*** Data Section Begins ***

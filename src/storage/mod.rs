//! Storage Module
//!
//! Durable JSON persistence for a multi-database keyspace. Three
//! interchangeable backends share the same leaves:
//!
//! ## Architecture
//!
//! ```text
//!              ┌──────────────── Arc<dyn KeyStore> ────────────────┐
//!              │                                                   │
//!   ┌──────────┴────────┐  ┌──────────────────┐  ┌─────────────────┴───┐
//!   │ WholeFileBackend  │  │  PerKeyBackend   │  │  SweepingBackend    │
//!   │ db{N}.json        │  │  db{N}/{k}.json  │  │  db{N}/{k}.mjson    │
//!   └─────────┬─────────┘  └────────┬─────────┘  │  + ExpirySweeper    │
//!             │                     │            └──────────┬──────────┘
//!             └──────────┬──────────┴───────────────────────┘
//!                        ▼
//!   ┌───────────┐ ┌──────────────┐ ┌──────────────┐ ┌─────────────┐
//!   │ codec     │ │ PathLayout   │ │ LockRegistry │ │ GlobPattern │
//!   │ key/value │ │ root/srv/dbN │ │ (srv, db)    │ │ scan filter │
//!   └───────────┘ └──────────────┘ └──────────────┘ └─────────────┘
//! ```
//!
//! ## Features
//!
//! - **Binary-safe keys**: URL-safe base64 file names, exact round trip
//! - **Tagged values**: every JSON node carries `__type`, decoded by variant
//! - **Lazy expiry**: reads delete expired entries before reporting absence
//! - **Active expiry**: the sweeping backend evicts files nobody reads
//! - **Corruption as data loss**: undecodable files read as missing keys
//!
//! ## Example
//!
//! ```
//! use flashkv_persist::storage::{KeyStore, PerKeyBackend, Value};
//!
//! let dir = tempfile::tempdir().unwrap();
//! let store = PerKeyBackend::new(dir.path());
//!
//! store.save_key("srv", 0, b"counter", &Value::bytes("1"), None).unwrap();
//! assert_eq!(
//!     store.load_key("srv", 0, b"counter").unwrap(),
//!     Some(Value::bytes("1"))
//! );
//! assert_eq!(store.ttl("srv", 0, b"counter").unwrap(), -1);
//! ```

pub mod backend;
pub mod codec;
pub mod expiry;
pub mod layout;
pub mod locks;
pub mod pattern;
pub mod per_key;
pub mod value;
pub mod whole_file;

// Re-export commonly used types
pub use backend::{BackendKind, KeyStore, Keys};
pub use codec::{decode_key, decode_value, encode_key, encode_value, TaggedValue};
pub use expiry::{ExpiryConfig, ExpirySweeper, SweepStats, SweepStore, SweepingBackend};
pub use layout::PathLayout;
pub use locks::LockRegistry;
pub use pattern::GlobPattern;
pub use per_key::{FileKeyStore, JsonItemFormat, KeyFileFormat, MarkedJsonFormat, PerKeyBackend};
pub use value::{now_secs, ExpireAt, Item, MemberSet, SortedSet, Value};
pub use whole_file::{Keyspace, WholeFileBackend};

*** Data Section Ends ***

Exercise description
All lines above with the word "locks" need to be reported.

Response area
pub mod locks;
pub use locks::LockRegistry;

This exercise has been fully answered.